THE VIRGINIAN-PILOT Copyright (c) 1995, Landmark Communications, Inc. DATE: Tuesday, April 25, 1995 TAG: 9504250285 SECTION: LOCAL PAGE: B1 EDITION: FINAL TYPE: Column SOURCE: Guy Friddell LENGTH: Medium: 64 lines
Thoughts while strolling:
A recent column dealt with a visit to the Virginia Zoo that began with an elephant tossing around a huge tire for fun, and it closed with the sight of a wild rabbit crouched in dwarf willows in front of the spider monkey's quarters.
That reminded Grace L. Hunt of Norfolk of ``a silly little riddle,'' which she passes along in a note.
What do you get if you cross the Easter Bunny with an elephant?
A rabbit that goes hippity-BOOM hippity-BOOM hippity-BOOM.
Lots of bounce there.
The riddle came to Grace from her niece, Arlene Thomerson, ``a child,'' said Grace, ``of 58.''
What a nice compliment! All they say of me is, ``Friddell, grow up!''
And strolling along Colley Avenue in Ghent I drifted into an exhibition of teapots in Artifax, one section of which is devoted to sculptures by students at the Old Donation Center of the Gifted and Talented.
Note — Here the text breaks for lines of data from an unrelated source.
//! Stress test: many concurrent submissions against one data directory.
//! Readers must never observe a record mixing fields from two payloads.

use std::sync::atomic::{AtomicBool, Ordering};
use std::sync::Arc;
use std::thread;

use bridge_gateway::{
    AllowlistEntry, DispatchOutcome, Dispatcher, Fingerprint, IdentityVerifier,
    JsonPackageRegistry, MeasurementStore, ResultStore, SubjectStore,
};
use serde_json::{json, Value};

const HOST_UID: u32 = 1000;
const CALLER_UID: u32 = 10_200;
const PACKAGE: &str = "com.example.caller";

const WRITERS: usize = 8;
const SUBMITS_PER_WRITER: usize = 25;

/// Every numeric field carries the same marker, so a torn record shows up
/// as a mismatch between fields.
fn payload(marker: i32) -> String {
    json!({
        "userId": marker,
        "dateTime": format!("2024-01-01T00:00:{marker}"),
        "mode": format!("mode-{marker}"),
        "amplitude": marker,
        "frequency": marker,
        "period": f64::from(marker) + 0.5,
        "cycle": marker,
        "phase": marker,
        "onTime": marker,
        "offTime": marker,
        "rampTime": f64::from(marker) + 0.25,
        "duty": marker,
        "totalTime": marker,
        "progressTime": marker,
        "isBillable": marker % 2 == 0,
        "measurementCode": format!("M-{marker}")
    })
    .to_string()
}

/// A separate dispatcher per "process", all on the same directory.
fn dispatcher(dir: &std::path::Path) -> Dispatcher {
    let registry =
        JsonPackageRegistry::new().with_package(PACKAGE, &[CALLER_UID], vec![b"good".to_vec()], vec![]);
    let allow = AllowlistEntry::new(PACKAGE, &Fingerprint::of_certificate(b"good").to_colon_hex());
    Dispatcher::new(
        IdentityVerifier::new(HOST_UID, allow, Arc::new(registry)),
        SubjectStore::open(dir).unwrap(),
        MeasurementStore::open(dir).unwrap(),
        ResultStore::open(dir).unwrap(),
    )
}

fn accepted(outcome: DispatchOutcome) -> bool {
    matches!(outcome, DispatchOutcome::Handled(ref r) if r.ok)
}

#[test]
fn stress_concurrent_submits_never_tear_records() {
    let dir = tempfile::tempdir().unwrap();
    let done = Arc::new(AtomicBool::new(false));

    let writers: Vec<_> = (0..WRITERS)
        .map(|w| {
            let d = dispatcher(dir.path());
            thread::spawn(move || {
                for i in 0..SUBMITS_PER_WRITER {
                    let marker = (w * SUBMITS_PER_WRITER + i) as i32;
                    let args = json!({
                        "requestId": format!("req-{marker}"),
                        "payload": payload(marker)
                    });
                    assert!(
                        accepted(d.handle(CALLER_UID, "METHOD_SUBMIT_RESULT", &args)),
                        "submission {marker} should be accepted"
                    );
                }
            })
        })
        .collect();

    let reader = {
        let measurements = MeasurementStore::open(dir.path()).unwrap();
        let results = ResultStore::open(dir.path()).unwrap();
        let done = Arc::clone(&done);
        thread::spawn(move || {
            let mut observed = 0usize;
            while !done.load(Ordering::SeqCst) {
                if let Some(r) = measurements.load().unwrap() {
                    let m = r.user_id;
                    assert_eq!(r.amplitude, m, "torn record: {r:?}");
                    assert_eq!(r.progress_time, m, "torn record: {r:?}");
                    assert_eq!(r.mode, format!("mode-{m}"), "torn record: {r:?}");
                    assert_eq!(r.period, f64::from(m) + 0.5, "torn record: {r:?}");
                    assert_eq!(r.measurement_code, Some(format!("M-{m}")));
                    assert_eq!(r.is_billable, m % 2 == 0);
                    observed += 1;
                }
                if let Some(last) = results.last().unwrap() {
                    let doc: Value = serde_json::from_str(&last.payload).unwrap();
                    let m = doc["userId"].as_i64().unwrap();
                    assert_eq!(last.request_id, format!("req-{m}"), "torn result: {last:?}");
                }
            }
            observed
        })
    };

    for w in writers {
        w.join().expect("writer panicked");
    }
    done.store(true, Ordering::SeqCst);
    reader.join().expect("reader saw a torn record");

    // The final state is one complete submission.
    let d = dispatcher(dir.path());
    let last = d.results().last().unwrap().unwrap();
    let record = d.measurements().load().unwrap().unwrap();
    let doc: Value = serde_json::from_str(&last.payload).unwrap();
    assert!(doc["userId"].as_i64().unwrap() < (WRITERS * SUBMITS_PER_WRITER) as i64);
    assert_eq!(record.amplitude, record.user_id);
}

#[test]
fn stress_concurrent_submits_enqueue_every_job() {
    let dir = tempfile::tempdir().unwrap();
    let queue =
        bridge_gateway::JobQueue::open(dir.path().join("jobs"), Default::default()).unwrap();
    let d = Arc::new(dispatcher(&dir.path().join("prefs")).with_job_queue(queue.clone()));

    let handles: Vec<_> = (0..WRITERS)
        .map(|w| {
            let d = Arc::clone(&d);
            thread::spawn(move || {
                for i in 0..10 {
                    let marker = (w * 10 + i) as i32;
                    let args = json!({"requestId": format!("req-{marker}"), "payload": payload(marker)});
                    assert!(accepted(d.handle(CALLER_UID, "SUBMIT_RESULT", &args)));
                }
            })
        })
        .collect();
    for h in handles {
        h.join().unwrap();
    }

    let jobs = queue.list().unwrap();
    assert_eq!(jobs.len(), WRITERS * 10);
    let unique: std::collections::HashSet<_> = jobs.iter().map(|j| j.request_id.clone()).collect();
    assert_eq!(unique.len(), WRITERS * 10);
}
There is something comforting about teapots, God wot - with their jolly spherical shape, brew that our mothers were wont to make when we were ill, and their place in verse - ``I'm a little teapot, short and stout. Tip me over, pour me out.''
(Someone must know the rest.)
Of the 270 students in the center, 70 have been sculpting teapots.
When the staff at Artifax gift shop, preparing its display, heard about the students' work at the center, it invited them to take part.
Art teacher Bob Karl selected the work of nine students for the display. One may gaze upon a yowling ebony cat by Krysta Elmore. Its head, which can be removed, is the mouth.
Drew Becker devised a globe teapot with dynamite sticks and a functioning time clock at its base, suggesting that if violence and mistreatment of the Earth doesn't cease, the world might.
Under Karl's eye the students first engineered clocks that worked, and then let their imaginations loose in interpreting the forms.
Others exhibiting are Logan Davis, Nick Hall, Bono Herrera, Colleen Naughton, Cristina Visco, Jhawn Jones, and Pheak Ok. Their work will be on view until Sunday.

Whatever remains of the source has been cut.